Pour revenir à notre exemple précédent de modèle de classificateur, nous commencerons par les 5 neurones de la dernière couche, que nous appellerons couche L. La valeur softmax de chaque neurone de sortie représente la probabilité (sur 1) qu'une entrée appartienne à sa catégorie. Dans un modèle parfaitement entraîné, le neurone représentant la bonne classification aurait une valeur de sortie proche de 1, tandis que les autres neurones auraient des valeurs proches de 0.
Pour l'instant, nous nous concentrerons sur l'unité de sortie représentant la prédiction correcte, que nous appelleronl Lc. La fonction d'activation de Lc est une fonction composite qui contient les nombreuses fonctions d'activation imbriquées de l'ensemble du réseau neuronal, de la couche d'entrée à la couche de sortie.
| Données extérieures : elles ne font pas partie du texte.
//! Position ledger and growth accounting
//!
//! A position is `(owner, tick_lower, tick_upper)` plus its liquidity. Token
//! balances are settled lazily: each position remembers the growth inside its
//! range at its last touch, and [`Position::propagate`] credits
//! `(inside_now - inside_last) * liquidity` when it is touched again or
//! queried. Positions are never deleted; a fully burned position keeps its
//! accumulated balances.

use crate::error::{VammError, VammResult};
use crate::tick::{add_liquidity_delta, GrowthGlobals};
use crate::vamm_math::VammMath;
use rust_decimal::Decimal;
use std::collections::{BTreeSet, HashMap};
use types::AccountId;

#[derive(Debug, Clone, Copy, PartialEq, Eq, Hash, PartialOrd, Ord)]
pub struct PositionKey {
    pub owner: AccountId,
    pub tick_lower: i32,
    pub tick_upper: i32,
}

impl PositionKey {
    pub fn new(owner: AccountId, tick_lower: i32, tick_upper: i32) -> Self {
        Self {
            owner,
            tick_lower,
            tick_upper,
        }
    }
}

#[derive(Debug, Clone, Copy, PartialEq, Eq, Default)]
pub struct Position {
    pub liquidity: u128,
    /// Growth inside the range at the last sync
    pub growth_inside_last: GrowthGlobals,
    /// Settled fixed tokens
    pub quote_accumulated: i128,
    /// Settled base tokens
    pub base_accumulated: i128,
}

impl Position {
    /// Credit growth accrued since the last sync and move the snapshot forward
    pub fn propagate(&mut self, growth_inside: GrowthGlobals) -> VammResult<()> {
        let delta = growth_inside.wrapping_sub(self.growth_inside_last);
        let quote = delta.quote.accrue(self.liquidity)?;
        let base = delta.base.accrue(self.liquidity)?;

        self.quote_accumulated = self
            .quote_accumulated
            .checked_add(quote)
            .ok_or(VammError::ArithmeticOverflow {
                operation: "position quote balance",
            })?;
        self.base_accumulated = self
            .base_accumulated
            .checked_add(base)
            .ok_or(VammError::ArithmeticOverflow {
                operation: "position base balance",
            })?;
        self.growth_inside_last = growth_inside;
        Ok(())
    }

    pub fn update_liquidity(&mut self, liquidity_delta: i128) -> VammResult<()> {
        self.liquidity = add_liquidity_delta(self.liquidity, liquidity_delta)?;
        Ok(())
    }
}

/// Settled balances of an account
#[derive(Debug, Clone, Copy, PartialEq, Eq, Default)]
pub struct FilledBalances {
    pub base: i128,
    pub quote: i128,
}

/// Base notional still available to takers on each side of the current tick
#[derive(Debug, Clone, Copy, PartialEq, Eq, Default)]
pub struct UnfilledBases {
    /// Above the current tick, consumed when takers push the tick up
    pub long: u128,
    /// Below the current tick, consumed when takers push the tick down
    pub short: u128,
}

/// Unfilled base together with the fixed tokens it would settle into
#[derive(Debug, Clone, Copy, PartialEq, Eq, Default)]
pub struct UnfilledBalances {
    pub long_base: u128,
    pub short_base: u128,
    /// Fixed tokens booked by the liquidity providers if the long side fills
    pub long_quote: i128,
    /// Fixed tokens booked by the liquidity providers if the short side fills
    pub short_quote: i128,
}

fn unsigned(amount: i128) -> VammResult<u128> {
    u128::try_from(amount).map_err(|_| VammError::ArithmeticOverflow {
        operation: "unfilled base",
    })
}

/// Sub-ranges of `[lower, upper]` below and above `tick_current`
fn split_range(
    tick_lower: i32,
    tick_upper: i32,
    tick_current: i32,
) -> (Option<(i32, i32)>, Option<(i32, i32)>) {
    let short = (tick_current > tick_lower).then(|| (tick_lower, tick_upper.min(tick_current)));
    let long = (tick_current < tick_upper).then(|| (tick_lower.max(tick_current), tick_upper));
    (short, long)
}

/// Split a position's notional around `tick_current`
pub fn unfilled_bases(
    key: &PositionKey,
    liquidity: u128,
    tick_current: i32,
) -> VammResult<UnfilledBases> {
    let liquidity = i128::try_from(liquidity).map_err(|_| VammError::ArithmeticOverflow {
        operation: "unfilled base",
    })?;
    let (short_range, long_range) = split_range(key.tick_lower, key.tick_upper, tick_current);

    let mut bases = UnfilledBases::default();
    if let Some((lower, upper)) = short_range {
        bases.short = unsigned(VammMath::base_between_ticks(lower, upper, liquidity)?)?;
    }
    if let Some((lower, upper)) = long_range {
        bases.long = unsigned(VammMath::base_between_ticks(lower, upper, liquidity)?)?;
    }
    Ok(bases)
}

#[derive(Debug, Clone, Default)]
pub struct PositionLedger {
    positions: HashMap<PositionKey, Position>,
    by_owner: HashMap<AccountId, BTreeSet<(i32, i32)>>,
}

impl PositionLedger {
    pub fn new() -> Self {
        Self::default()
    }

    pub fn get(&self, key: &PositionKey) -> Option<&Position> {
        self.positions.get(key)
    }

    /// Stored position, or an empty one for a range never touched
    pub fn position(&self, key: &PositionKey) -> Position {
        self.positions.get(key).copied().unwrap_or_default()
    }

    pub fn insert(&mut self, key: PositionKey, position: Position) {
        self.by_owner
            .entry(key.owner)
            .or_default()
            .insert((key.tick_lower, key.tick_upper));
        self.positions.insert(key, position);
    }

    pub fn len(&self) -> usize {
        self.positions.len()
    }

    pub fn is_empty(&self) -> bool {
        self.positions.is_empty()
    }

    /// Every position of `owner`, ordered by range
    pub fn owner_positions(
        &self,
        owner: AccountId,
    ) -> impl Iterator<Item = (PositionKey, &Position)> + '_ {
        self.by_owner
            .get(&owner)
            .into_iter()
            .flat_map(move |ranges| {
                ranges.iter().filter_map(move |&(tick_lower, tick_upper)| {
                    let key = PositionKey::new(owner, tick_lower, tick_upper);
                    self.positions.get(&key).map(|position| (key, position))
                })
            })
    }

    /// Settled balances of `owner` including growth not yet propagated.
    ///
    /// `growth_inside` supplies the current growth inside a range.
    pub fn filled_balances<F>(
        &self,
        owner: AccountId,
        mut growth_inside: F,
    ) -> VammResult<FilledBalances>
    where
        F: FnMut(&PositionKey) -> GrowthGlobals,
    {
        let mut total = FilledBalances::default();
        for (key, position) in self.owner_positions(owner) {
            let mut synced = *position;
            synced.propagate(growth_inside(&key))?;
            total.base = total
                .base
                .checked_add(synced.base_accumulated)
                .ok_or(VammError::ArithmeticOverflow {
                    operation: "filled base balance",
                })?;
            total.quote = total
                .quote
                .checked_add(synced.quote_accumulated)
                .ok_or(VammError::ArithmeticOverflow {
                    operation: "filled quote balance",
                })?;
        }
        Ok(total)
    }

    pub fn unfilled_bases(&self, owner: AccountId, tick_current: i32) -> VammResult<UnfilledBases> {
        let overflow = |operation| VammError::ArithmeticOverflow { operation };
        let mut total = UnfilledBases::default();
        for (key, position) in self.owner_positions(owner) {
            let bases = unfilled_bases(&key, position.liquidity, tick_current)?;
            let long = total.long.checked_add(bases.long);
            let short = total.short.checked_add(bases.short);
            total.long = long.ok_or_else(|| overflow("unfilled long"))?;
            total.short = short.ok_or_else(|| overflow("unfilled short"))?;
        }
        Ok(total)
    }

    /// Unfilled bases plus the fixed tokens each side settles into
    pub fn unfilled_balances(
        &self,
        owner: AccountId,
        tick_current: i32,
        years_to_maturity: Decimal,
        rate_index: Decimal,
    ) -> VammResult<UnfilledBalances> {
        let overflow = |operation| VammError::ArithmeticOverflow { operation };
        let (years, index) = (years_to_maturity, rate_index);
        let mut total = UnfilledBalances::default();

        for (key, position) in self.owner_positions(owner) {
            let bases = unfilled_bases(&key, position.liquidity, tick_current)?;
            let (short_range, long_range) =
                split_range(key.tick_lower, key.tick_upper, tick_current);

            if let Some((lower, upper)) = long_range {
                let base = i128::try_from(bases.long).map_err(|_| overflow("unfilled long"))?;
                let quote = VammMath::fixed_tokens_in_range(base, lower, upper, years, index)?;
                let sum = total.long_quote.checked_add(quote);
                total.long_quote = sum.ok_or_else(|| overflow("unfilled long"))?;
            }
            if let Some((lower, upper)) = short_range {
                let base = i128::try_from(bases.short).map_err(|_| overflow("unfilled short"))?;
                let quote = VammMath::fixed_tokens_in_range(-base, lower, upper, years, index)?;
                let sum = total.short_quote.checked_add(quote);
                total.short_quote = sum.ok_or_else(|| overflow("unfilled short"))?;
            }

            let long_base = total.long_base.checked_add(bases.long);
            let short_base = total.short_base.checked_add(bases.short);
            total.long_base = long_base.ok_or_else(|| overflow("unfilled long"))?;
            total.short_base = short_base.ok_or_else(|| overflow("unfilled short"))?;
        }
        Ok(total)
    }
}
La minimisation de la fonction de perte implique de procéder à des ajustements dans l'ensemble du réseau afin de rapprocher la sortie de la fonction d'activation de Lc de 1.
Pour ce faire, nous devons savoir comment tout changement dans les couches précédentes modifiera la sortie de Lc . En d'autres termes, nous devons trouver les dérivées partielles de la fonction d'activation de Lc .
La sortie de la fonction d'activation de Lc dépend des contributions qu'elle reçoit des neurones de l'avant-dernière couche, que nous appellerons couche L-1. Une façon de modifier la sortie de Lc consiste à ajuster les poids entre les neurones de L-1 et Lc. En calculant la dérivée partielle de chaque poids de L-1 par rapport aux autres, nous pouvons voir comment l'augmentation ou la diminution de chacun d'eux rapprochera (ou éloignera) la sortie de Lc de 1.
Cependant, ce n'est pas la seule façon de modifier la sortie de Lc. Les contributions que Lc reçoit des neurones de L-1 sont déterminées non seulement par les pondérations appliquées aux valeurs de sortie de L-1, mais aussi par les valeurs de sortie elles-mêmes (avant pondération). Les valeurs de sortie des neurones de L-1, à leur tour, sont influencées par les poids appliqués aux entrées qu'ils reçoivent de L-2.Nous pouvons donc différencier les fonctions d'activation en L-1 pour trouver les dérivées partielles des poids appliqués aux contributions de L-2. Ces dérivées partielles nous montrent comment toute modification d'un poids en L-2 affectera les sorties en L-1, ce qui affectera ensuite la valeur de sortie de Lc et, par conséquent, la fonction de perte.
Selon la même logique, nous pourrions également influencer les valeurs de sortie que les neurones de L-1 reçoivent des neurones de L-2 en ajustant les contributions que les neurones de L-2 reçoivent des neurones de L-3. Nous trouvons donc les dérivées partielles dans L-3, et ainsi de suite, en répétant ce processus de manière récurrente jusqu'à ce que nous ayons atteint la couche d'entrée. Lorsque nous avons terminé, nous disposons du gradient de la fonction de perte : un vecteur de sa dérivée partielle pour chaque paramètre de poids et de biais dans le réseau.
Nous avons maintenant effectué un passage avant et un passage arrière pour un exemple d'entraînement. Cependant, notre objectif est d'entraîner le modèle à bien se généraliser à de nouvelles entrées. Pour ce faire, il faut s'entraîner sur un grand nombre d'échantillons qui reflètent la diversité et la gamme des entrées sur lesquelles le modèle sera chargé de faire des prédictions après l'entraînement.